Inner Peace: Witnessing sisterly love in nature

inner peace
RitaE stock photo from Pixabay
August 9, 2023

A broken leg would be expected to result in a quick death for a young deer, but Little Sister has gotten by with the help of her twin sibling

By Annie Katz

On my daily walks in the Siskiyou foothills, I study nature. This afternoon I learned something about my favorite neighborhood deer.

Annie Katz

Last summer, they were newborn spotted fawns. They’ve been together ever since, twin sisters. Last fall, one of them severely injured her left hind leg. I saw her in an empty horse pasture dragging her broken leg on the ground. She was panicky, looking all around for her sister.

I felt so sad for her. A few weeks earlier a cougar had killed two goats on the farm where I rent a cottage, and I thought the wounded doe would be an easy meal for the cougar. Then I wondered if I could help her in some way but I couldn’t imagine how. She was all alone and she couldn’t jump over a fence. I thought that if a predator didn’t get her, a farmer would put her out of her misery and eat venison for a few days. I prayed for her and then I spotted her sister, two pastures away, waiting for her twin to catch up. Then I walked on, filled with compassion and a sense of hopelessness.

A few weeks later I saw the wounded doe again. She was still dragging the hurt leg, and this time she and her sister were together. They were in an open area of evergreen trees and hedges between the farm where I live and the neighbor’s place. Here they have a lovely, unfenced haven with lots of hiding places. There’s a large pond, mature fruit trees, thick hedges, several rarely used buildings and easy access to the neighbor’s large backyard gardens. Since then, I’ve been looking for them every day when I walk. Seeing them fills me with hope and happiness. Even though the wounded one is much thinner than her unharmed twin, she is still alive, and I’ve named her Little Sister.

Her leg has healed. The foot on that leg is gone, but she uses the remaining stump for extra balance sometimes. Mainly she keeps the maimed leg held up and manages on three legs. She can’t run fast or jump fences, but she’s alive. When I see her, I stop, back away and become very still, giving the sisters plenty of time and space. Now I’m a normal, nonthreatening part of their world.

I’ve often wondered how Little Sister has survived all these months and what accommodations they’ve had to make to stay together. I study them, curious and fascinated, in the same way that they study me. Little Sister is hypervigilant, alert and still. They are usually very close together on these same few acres of land.

When I walked out to the road this afternoon, I saw Little Sister, frozen like a statue, watching me from a big front yard across the road. I stopped and stepped back to wait for her. She saw me, and then led her sister across the road closer to me but also closer to their usual haven.

I stayed still and they walked ahead of me beside a rail fence that separates the neighbor’s farm from the road. Then the healthier sister crawled under the lowest fence rail, and Little Sister scrambled after her to their adopted home.
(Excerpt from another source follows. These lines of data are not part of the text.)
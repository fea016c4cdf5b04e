//! Tree construction from tokenizer events
//!
//! A tokenizer drives a [`TreeSink`] depth-first in document order. The
//! [`TreeBuilder`] sink appends through the raw arena operations, so it
//! performs no hierarchy or lexical validation of its own.
//!
//! [`build_from_json`] ingests a serialized node tree of the shape
//! ```json
//! {
//!   "nodeType": 9,
//!   "nodeName": "#document",
//!   "children": [{
//!     "nodeType": 1,
//!     "nodeName": "html",
//!     "attributes": ["lang", "en"],
//!     "children": []
//!   }]
//! }
//! ```

use crate::arena::DomArena;
use crate::error::{DomError, Result};
use crate::facade::Document;
use crate::types::*;
use indexmap::IndexMap;
use serde_json::Value;
use tracing::{debug, trace};

/// Receiver of structural events
pub trait TreeSink {
    /// Create an element with its attributes and descend into it
    fn open_element(&mut self, name: &str, attributes: IndexMap<String, String>) -> Result<()>;

    /// Return to the parent of the current element
    fn close_element(&mut self) -> Result<()>;

    fn text(&mut self, data: &str) -> Result<()>;

    fn cdata(&mut self, data: &str) -> Result<()>;

    fn comment(&mut self, data: &str) -> Result<()>;

    /// Always lands on the document, whatever the current scope
    fn doctype(&mut self, name: &str, public_id: Option<&str>, system_id: Option<&str>)
        -> Result<()>;

    fn processing_instruction(&mut self, target: &str, data: &str) -> Result<()>;
}

/// Sink building into a document of a [`DomArena`]
pub struct TreeBuilder<'a> {
    arena: &'a mut DomArena,
    document: NodeId,
    scope: NodeId,
}

impl<'a> TreeBuilder<'a> {
    /// Start a fresh document
    pub fn new(arena: &'a mut DomArena, base_uri: Option<&str>) -> Result<Self> {
        let document = arena.create_document(base_uri)?;
        Ok(Self {
            arena,
            document,
            scope: document,
        })
    }

    /// Continue building into an existing document
    pub fn for_document(arena: &'a mut DomArena, document: Document) -> Self {
        Self {
            arena,
            document: document.id(),
            scope: document.id(),
        }
    }

    pub fn document(&self) -> Document {
        Document(self.document)
    }

    /// Node that receives the next event
    pub fn current(&self) -> NodeId {
        self.scope
    }

    pub fn arena(&self) -> &DomArena {
        self.arena
    }

    /// Hand back the document, closing whatever is still open
    pub fn finish(self) -> Document {
        if self.scope != self.document {
            debug!("finishing with node {} still open", self.scope);
        }
        Document(self.document)
    }

    fn leaf(&mut self, kind: NodeType, name: &str, data: &str) -> Result<()> {
        let node_id = self.arena.create(kind, name, data.into())?;
        self.arena.append(self.scope, node_id)?;
        Ok(())
    }
}

impl TreeSink for TreeBuilder<'_> {
    fn open_element(&mut self, name: &str, attributes: IndexMap<String, String>) -> Result<()> {
        let element_id = self
            .arena
            .create(NodeType::Element, name, NodeInit::Attributes(attributes))?;
        self.arena.append(self.scope, element_id)?;
        self.scope = element_id;
        trace!("opened <{}> as {}", name, element_id);
        Ok(())
    }

    fn close_element(&mut self) -> Result<()> {
        if self.scope == self.document {
            debug!("close at document scope ignored");
            return Ok(());
        }
        self.scope = self.arena.parent(self.scope)?.unwrap_or(self.document);
        Ok(())
    }

    fn text(&mut self, data: &str) -> Result<()> {
        self.leaf(NodeType::Text, "", data)
    }

    fn cdata(&mut self, data: &str) -> Result<()> {
        self.leaf(NodeType::CdataSection, "", data)
    }

    fn comment(&mut self, data: &str) -> Result<()> {
        self.leaf(NodeType::Comment, "", data)
    }

    fn doctype(
        &mut self,
        name: &str,
        public_id: Option<&str>,
        system_id: Option<&str>,
    ) -> Result<()> {
        let ids = DoctypeIds::new(public_id, system_id);
        let doctype_id = self
            .arena
            .create(NodeType::DocumentType, name, NodeInit::DocumentType(ids))?;
        self.arena.append(self.document, doctype_id)?;
        Ok(())
    }

    fn processing_instruction(&mut self, target: &str, data: &str) -> Result<()> {
        self.leaf(NodeType::ProcessingInstruction, target, data)
    }
}

/// Build a document from a JSON node tree
///
/// The root must be a document (`nodeType` 9). Attributes come as a flat
/// `[name, value, name, value, ...]` array.
pub fn build_from_json(arena: &mut DomArena, root: &Value) -> Result<Document> {
    let node_type = json_node_type(root)?;
    if node_type != NodeType::Document {
        return Err(DomError::wrong_kind("Document", node_type));
    }

    let document_id = arena.create_document(root["baseURI"].as_str())?;
    append_json_children(arena, document_id, root)?;
    Ok(Document(document_id))
}

fn json_node_type(node: &Value) -> Result<NodeType> {
    let value = node["nodeType"]
        .as_u64()
        .ok_or_else(|| DomError::InvalidNodeType {
            expected: "nodeType".to_string(),
            actual: node["nodeType"].to_string(),
        })?;

    u8::try_from(value)
        .ok()
        .and_then(NodeType::from_u8)
        .ok_or_else(|| DomError::InvalidNodeType {
            expected: "valid NodeType".to_string(),
            actual: value.to_string(),
        })
}

fn append_json_children(arena: &mut DomArena, parent_id: NodeId, node: &Value) -> Result<()> {
    let Some(children) = node["children"].as_array() else {
        return Ok(());
    };

    for child in children {
        let child_id = parse_json_node(arena, child)?;
        arena.append(parent_id, child_id)?;
        append_json_children(arena, child_id, child)?;
    }

    Ok(())
}

fn parse_json_node(arena: &mut DomArena, node: &Value) -> Result<NodeId> {
    let node_type = json_node_type(node)?;
    let node_name = node["nodeName"].as_str().unwrap_or("");
    let node_value = node["nodeValue"].as_str().unwrap_or("");

    let init = match node_type {
        NodeType::Element => {
            let mut attributes = IndexMap::new();
            if let Some(attrs) = node["attributes"].as_array() {
                for pair in attrs.chunks_exact(2) {
                    if let (Some(key), Some(value)) = (pair[0].as_str(), pair[1].as_str()) {
                        attributes.insert(key.to_string(), value.to_string());
                    }
                }
            }
            NodeInit::Attributes(attributes)
        }
        NodeType::DocumentType => {
            let mut ids = DoctypeIds::new(node["publicId"].as_str(), node["systemId"].as_str());
            ids.internal_subset = node["internalSubset"].as_str().map(String::from);
            NodeInit::DocumentType(ids)
        }
        NodeType::Attribute
        | NodeType::Text
        | NodeType::CdataSection
        | NodeType::Comment
        | NodeType::ProcessingInstruction => NodeInit::Data(node_value.to_string()),
        _ => NodeInit::Empty,
    };

    arena.create(node_type, node_name, init)
}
I’d never seen deer crawling that way, their bellies on the ground and their long limbs awkwardly pulling and pushing their bodies under a fence. Maybe crawling is their way of adapting to an injury that I was sure would be fatal.

Nature teaches us so much about life, death and persistence, even in hard, uncertain, painful times. Those beautiful little deer are helping each other survive great trauma, and they’ve found a relatively safe place to live. I feel intimately connected to these gentle animals. I too have survived hardships, and with the help of loved ones, I’ve found a nurturing place to call home.

Annie Katz is a retired educator living in Ashland. She has studied philosophy and spiritual practices all her life and now writes novels for fun.